▸ TASK TO CARRY OUT
Write out the entries again exactly as they are given.

== RECORDS PROVIDED ==

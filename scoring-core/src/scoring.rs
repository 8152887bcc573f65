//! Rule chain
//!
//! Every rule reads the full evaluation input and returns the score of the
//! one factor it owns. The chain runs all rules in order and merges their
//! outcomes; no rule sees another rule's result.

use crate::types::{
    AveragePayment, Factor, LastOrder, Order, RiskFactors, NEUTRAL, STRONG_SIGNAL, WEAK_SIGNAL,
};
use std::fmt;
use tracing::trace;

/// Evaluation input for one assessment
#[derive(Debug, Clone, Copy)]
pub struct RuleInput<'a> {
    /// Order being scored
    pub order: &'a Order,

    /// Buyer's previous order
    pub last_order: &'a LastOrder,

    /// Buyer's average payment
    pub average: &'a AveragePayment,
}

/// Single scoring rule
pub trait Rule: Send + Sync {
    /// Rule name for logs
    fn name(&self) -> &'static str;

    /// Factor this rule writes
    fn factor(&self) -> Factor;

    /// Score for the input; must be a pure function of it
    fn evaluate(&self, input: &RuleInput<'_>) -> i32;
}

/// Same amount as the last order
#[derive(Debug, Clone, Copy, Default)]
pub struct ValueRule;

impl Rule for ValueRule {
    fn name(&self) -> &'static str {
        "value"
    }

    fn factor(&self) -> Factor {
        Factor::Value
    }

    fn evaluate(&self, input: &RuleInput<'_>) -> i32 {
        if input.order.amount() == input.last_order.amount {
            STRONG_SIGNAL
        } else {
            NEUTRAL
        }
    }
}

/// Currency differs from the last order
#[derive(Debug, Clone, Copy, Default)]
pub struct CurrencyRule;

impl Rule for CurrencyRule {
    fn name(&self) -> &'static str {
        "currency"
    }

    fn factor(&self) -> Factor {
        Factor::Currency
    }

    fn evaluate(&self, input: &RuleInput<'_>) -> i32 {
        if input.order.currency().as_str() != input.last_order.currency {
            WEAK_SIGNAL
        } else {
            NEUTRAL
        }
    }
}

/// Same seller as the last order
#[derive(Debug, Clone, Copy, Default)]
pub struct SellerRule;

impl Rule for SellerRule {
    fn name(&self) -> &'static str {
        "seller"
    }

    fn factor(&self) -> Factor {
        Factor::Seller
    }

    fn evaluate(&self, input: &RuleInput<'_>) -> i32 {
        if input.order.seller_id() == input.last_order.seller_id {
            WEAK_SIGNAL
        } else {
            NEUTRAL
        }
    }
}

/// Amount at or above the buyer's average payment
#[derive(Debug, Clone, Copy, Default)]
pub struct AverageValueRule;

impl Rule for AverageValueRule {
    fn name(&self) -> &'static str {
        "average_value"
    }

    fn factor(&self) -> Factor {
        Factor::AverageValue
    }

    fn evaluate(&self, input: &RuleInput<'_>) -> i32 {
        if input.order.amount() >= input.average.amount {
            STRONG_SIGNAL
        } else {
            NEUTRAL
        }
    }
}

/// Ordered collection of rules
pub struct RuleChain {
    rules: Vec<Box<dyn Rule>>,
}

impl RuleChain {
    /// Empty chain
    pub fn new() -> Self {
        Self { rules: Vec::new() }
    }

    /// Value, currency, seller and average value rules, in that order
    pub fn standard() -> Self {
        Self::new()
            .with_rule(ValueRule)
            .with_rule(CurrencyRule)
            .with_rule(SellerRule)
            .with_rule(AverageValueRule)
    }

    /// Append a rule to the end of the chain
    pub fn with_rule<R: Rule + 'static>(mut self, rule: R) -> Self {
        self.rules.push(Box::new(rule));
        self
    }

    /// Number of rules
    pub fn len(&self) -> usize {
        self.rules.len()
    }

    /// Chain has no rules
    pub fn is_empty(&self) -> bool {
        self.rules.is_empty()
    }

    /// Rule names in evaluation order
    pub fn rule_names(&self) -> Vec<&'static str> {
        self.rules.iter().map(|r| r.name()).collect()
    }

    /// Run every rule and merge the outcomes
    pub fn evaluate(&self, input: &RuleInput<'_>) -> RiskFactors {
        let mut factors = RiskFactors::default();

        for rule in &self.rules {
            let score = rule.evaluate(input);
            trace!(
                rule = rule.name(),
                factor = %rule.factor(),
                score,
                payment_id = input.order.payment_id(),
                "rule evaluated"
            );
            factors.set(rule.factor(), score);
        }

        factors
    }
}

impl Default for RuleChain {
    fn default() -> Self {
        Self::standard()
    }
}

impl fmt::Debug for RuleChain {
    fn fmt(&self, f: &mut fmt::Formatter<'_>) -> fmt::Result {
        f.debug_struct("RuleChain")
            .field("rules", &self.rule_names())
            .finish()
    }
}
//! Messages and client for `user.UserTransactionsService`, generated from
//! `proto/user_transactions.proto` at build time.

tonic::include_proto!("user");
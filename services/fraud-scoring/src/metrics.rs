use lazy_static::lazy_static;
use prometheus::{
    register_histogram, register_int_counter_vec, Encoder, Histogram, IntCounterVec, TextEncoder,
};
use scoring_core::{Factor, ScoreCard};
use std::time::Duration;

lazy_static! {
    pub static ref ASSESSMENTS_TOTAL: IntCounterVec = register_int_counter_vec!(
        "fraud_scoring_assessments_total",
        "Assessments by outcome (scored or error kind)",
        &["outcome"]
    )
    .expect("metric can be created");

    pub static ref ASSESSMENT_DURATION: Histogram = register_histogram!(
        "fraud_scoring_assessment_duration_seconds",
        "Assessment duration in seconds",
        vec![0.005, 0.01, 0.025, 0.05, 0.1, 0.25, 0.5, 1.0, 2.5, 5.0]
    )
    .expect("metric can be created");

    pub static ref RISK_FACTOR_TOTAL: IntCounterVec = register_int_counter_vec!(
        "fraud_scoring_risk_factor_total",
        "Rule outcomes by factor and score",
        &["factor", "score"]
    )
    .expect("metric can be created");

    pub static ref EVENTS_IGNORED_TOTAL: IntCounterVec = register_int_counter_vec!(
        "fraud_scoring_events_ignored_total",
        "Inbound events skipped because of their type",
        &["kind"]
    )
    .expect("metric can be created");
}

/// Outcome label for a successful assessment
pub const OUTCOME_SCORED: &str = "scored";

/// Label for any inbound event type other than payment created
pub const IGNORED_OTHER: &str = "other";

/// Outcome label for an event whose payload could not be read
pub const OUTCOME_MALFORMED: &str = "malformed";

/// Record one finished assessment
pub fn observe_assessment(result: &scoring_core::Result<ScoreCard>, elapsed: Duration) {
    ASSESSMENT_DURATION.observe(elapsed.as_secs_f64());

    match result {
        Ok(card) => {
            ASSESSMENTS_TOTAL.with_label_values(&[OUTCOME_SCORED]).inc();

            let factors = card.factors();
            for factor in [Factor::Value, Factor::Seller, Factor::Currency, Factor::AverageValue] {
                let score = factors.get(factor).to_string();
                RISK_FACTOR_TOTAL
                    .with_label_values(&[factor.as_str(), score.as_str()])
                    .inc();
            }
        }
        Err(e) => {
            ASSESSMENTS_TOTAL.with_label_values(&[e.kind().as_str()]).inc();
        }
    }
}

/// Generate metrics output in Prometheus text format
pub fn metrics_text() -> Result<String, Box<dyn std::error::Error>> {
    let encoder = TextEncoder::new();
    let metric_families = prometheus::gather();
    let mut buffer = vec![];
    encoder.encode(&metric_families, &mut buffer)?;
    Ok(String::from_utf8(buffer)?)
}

===

▸ OUTPUT FOR THIS EXERCISE
filename scoring-core/src/scoring.rs
repository 8152887bcc573f65
//! Rule chain
//!
//! Every rule reads the full evaluation input and returns the score of the
//! one factor it owns. The chain runs all rules in order and merges their
//! outcomes; no rule sees another rule's result.

use crate::types::{
    AveragePayment, Factor, LastOrder, Order, RiskFactors, NEUTRAL, STRONG_SIGNAL, WEAK_SIGNAL,
};
use std::fmt;
use tracing::trace;

/// Evaluation input for one assessment
#[derive(Debug, Clone, Copy)]
pub struct RuleInput<'a> {
    /// Order being scored
    pub order: &'a Order,

    /// Buyer's previous order
    pub last_order: &'a LastOrder,

    /// Buyer's average payment
    pub average: &'a AveragePayment,
}

/// Single scoring rule
pub trait Rule: Send + Sync {
    /// Rule name for logs
    fn name(&self) -> &'static str;

    /// Factor this rule writes
    fn factor(&self) -> Factor;

    /// Score for the input; must be a pure function of it
    fn evaluate(&self, input: &RuleInput<'_>) -> i32;
}

/// Same amount as the last order
#[derive(Debug, Clone, Copy, Default)]
pub struct ValueRule;

impl Rule for ValueRule {
    fn name(&self) -> &'static str {
        "value"
    }

    fn factor(&self) -> Factor {
        Factor::Value
    }

    fn evaluate(&self, input: &RuleInput<'_>) -> i32 {
        if input.order.amount() == input.last_order.amount {
            STRONG_SIGNAL
        } else {
            NEUTRAL
        }
    }
}

/// Currency differs from the last order
#[derive(Debug, Clone, Copy, Default)]
pub struct CurrencyRule;

impl Rule for CurrencyRule {
    fn name(&self) -> &'static str {
        "currency"
    }

    fn factor(&self) -> Factor {
        Factor::Currency
    }

    fn evaluate(&self, input: &RuleInput<'_>) -> i32 {
        if input.order.currency().as_str() != input.last_order.currency {
            WEAK_SIGNAL
        } else {
            NEUTRAL
        }
    }
}

/// Same seller as the last order
#[derive(Debug, Clone, Copy, Default)]
pub struct SellerRule;

impl Rule for SellerRule {
    fn name(&self) -> &'static str {
        "seller"
    }

    fn factor(&self) -> Factor {
        Factor::Seller
    }

    fn evaluate(&self, input: &RuleInput<'_>) -> i32 {
        if input.order.seller_id() == input.last_order.seller_id {
            WEAK_SIGNAL
        } else {
            NEUTRAL
        }
    }
}

/// Amount at or above the buyer's average payment
#[derive(Debug, Clone, Copy, Default)]
pub struct AverageValueRule;

impl Rule for AverageValueRule {
    fn name(&self) -> &'static str {
        "average_value"
    }

    fn factor(&self) -> Factor {
        Factor::AverageValue
    }

    fn evaluate(&self, input: &RuleInput<'_>) -> i32 {
        if input.order.amount() >= input.average.amount {
            STRONG_SIGNAL
        } else {
            NEUTRAL
        }
    }
}

/// Ordered collection of rules
pub struct RuleChain {
    rules: Vec<Box<dyn Rule>>,
}

impl RuleChain {
    /// Empty chain
    pub fn new() -> Self {
        Self { rules: Vec::new() }
    }

    /// Value, currency, seller and average value rules, in that order
    pub fn standard() -> Self {
        Self::new()
            .with_rule(ValueRule)
            .with_rule(CurrencyRule)
            .with_rule(SellerRule)
            .with_rule(AverageValueRule)
    }

    /// Append a rule to the end of the chain
    pub fn with_rule<R: Rule + 'static>(mut self, rule: R) -> Self {
        self.rules.push(Box::new(rule));
        self
    }

    /// Number of rules
    pub fn len(&self) -> usize {
        self.rules.len()
    }

    /// Chain has no rules
    pub fn is_empty(&self) -> bool {
        self.rules.is_empty()
    }

    /// Rule names in evaluation order
    pub fn rule_names(&self) -> Vec<&'static str> {
        self.rules.iter().map(|r| r.name()).collect()
    }

    /// Run every rule and merge the outcomes
    pub fn evaluate(&self, input: &RuleInput<'_>) -> RiskFactors {
        let mut factors = RiskFactors::default();

        for rule in &self.rules {
            let score = rule.evaluate(input);
            trace!(
                rule = rule.name(),
                factor = %rule.factor(),
                score,
                payment_id = input.order.payment_id(),
                "rule evaluated"
            );
            factors.set(rule.factor(), score);
        }

        factors
    }
}

impl Default for RuleChain {
    fn default() -> Self {
        Self::standard()
    }
}

impl fmt::Debug for RuleChain {
    fn fmt(&self, f: &mut fmt::Formatter<'_>) -> fmt::Result {
        f.debug_struct("RuleChain")
            .field("rules", &self.rule_names())
            .finish()
    }
}
//! Messages and client for `user.UserTransactionsService`, generated from
//! `proto/user_transactions.proto` at build time.

tonic::include_proto!("user");
filename services/fraud-scoring/src/metrics.rs
use lazy_static::lazy_static;
use prometheus::{
    register_histogram, register_int_counter_vec, Encoder, Histogram, IntCounterVec, TextEncoder,
};
use scoring_core::{Factor, ScoreCard};
use std::time::Duration;

lazy_static! {
    pub static ref ASSESSMENTS_TOTAL: IntCounterVec = register_int_counter_vec!(
        "fraud_scoring_assessments_total",
        "Assessments by outcome (scored or error kind)",
        &["outcome"]
    )
    .expect("metric can be created");

    pub static ref ASSESSMENT_DURATION: Histogram = register_histogram!(
        "fraud_scoring_assessment_duration_seconds",
        "Assessment duration in seconds",
        vec![0.005, 0.01, 0.025, 0.05, 0.1, 0.25, 0.5, 1.0, 2.5, 5.0]
    )
    .expect("metric can be created");

    pub static ref RISK_FACTOR_TOTAL: IntCounterVec = register_int_counter_vec!(
        "fraud_scoring_risk_factor_total",
        "Rule outcomes by factor and score",
        &["factor", "score"]
    )
    .expect("metric can be created");

    pub static ref EVENTS_IGNORED_TOTAL: IntCounterVec = register_int_counter_vec!(
        "fraud_scoring_events_ignored_total",
        "Inbound events skipped because of their type",
        &["kind"]
    )
    .expect("metric can be created");
}

/// Outcome label for a successful assessment
pub const OUTCOME_SCORED: &str = "scored";

/// Label for any inbound event type other than payment created
pub const IGNORED_OTHER: &str = "other";

/// Outcome label for an event whose payload could not be read
pub const OUTCOME_MALFORMED: &str = "malformed";

/// Record one finished assessment
pub fn observe_assessment(result: &scoring_core::Result<ScoreCard>, elapsed: Duration) {
    ASSESSMENT_DURATION.observe(elapsed.as_secs_f64());

    match result {
        Ok(card) => {
            ASSESSMENTS_TOTAL.with_label_values(&[OUTCOME_SCORED]).inc();

            let factors = card.factors();
            for factor in [Factor::Value, Factor::Seller, Factor::Currency, Factor::AverageValue] {
                let score = factors.get(factor).to_string();
                RISK_FACTOR_TOTAL
                    .with_label_values(&[factor.as_str(), score.as_str()])
                    .inc();
            }
        }
        Err(e) => {
            ASSESSMENTS_TOTAL.with_label_values(&[e.kind().as_str()]).inc();
        }
    }
}

/// Generate metrics output in Prometheus text format
pub fn metrics_text() -> Result<String, Box<dyn std::error::Error>> {
    let encoder = TextEncoder::new();
    let metric_families = prometheus::gather();
    let mut buffer = vec![];
    encoder.encode(&metric_families, &mut buffer)?;
    Ok(String::from_utf8(buffer)?)
}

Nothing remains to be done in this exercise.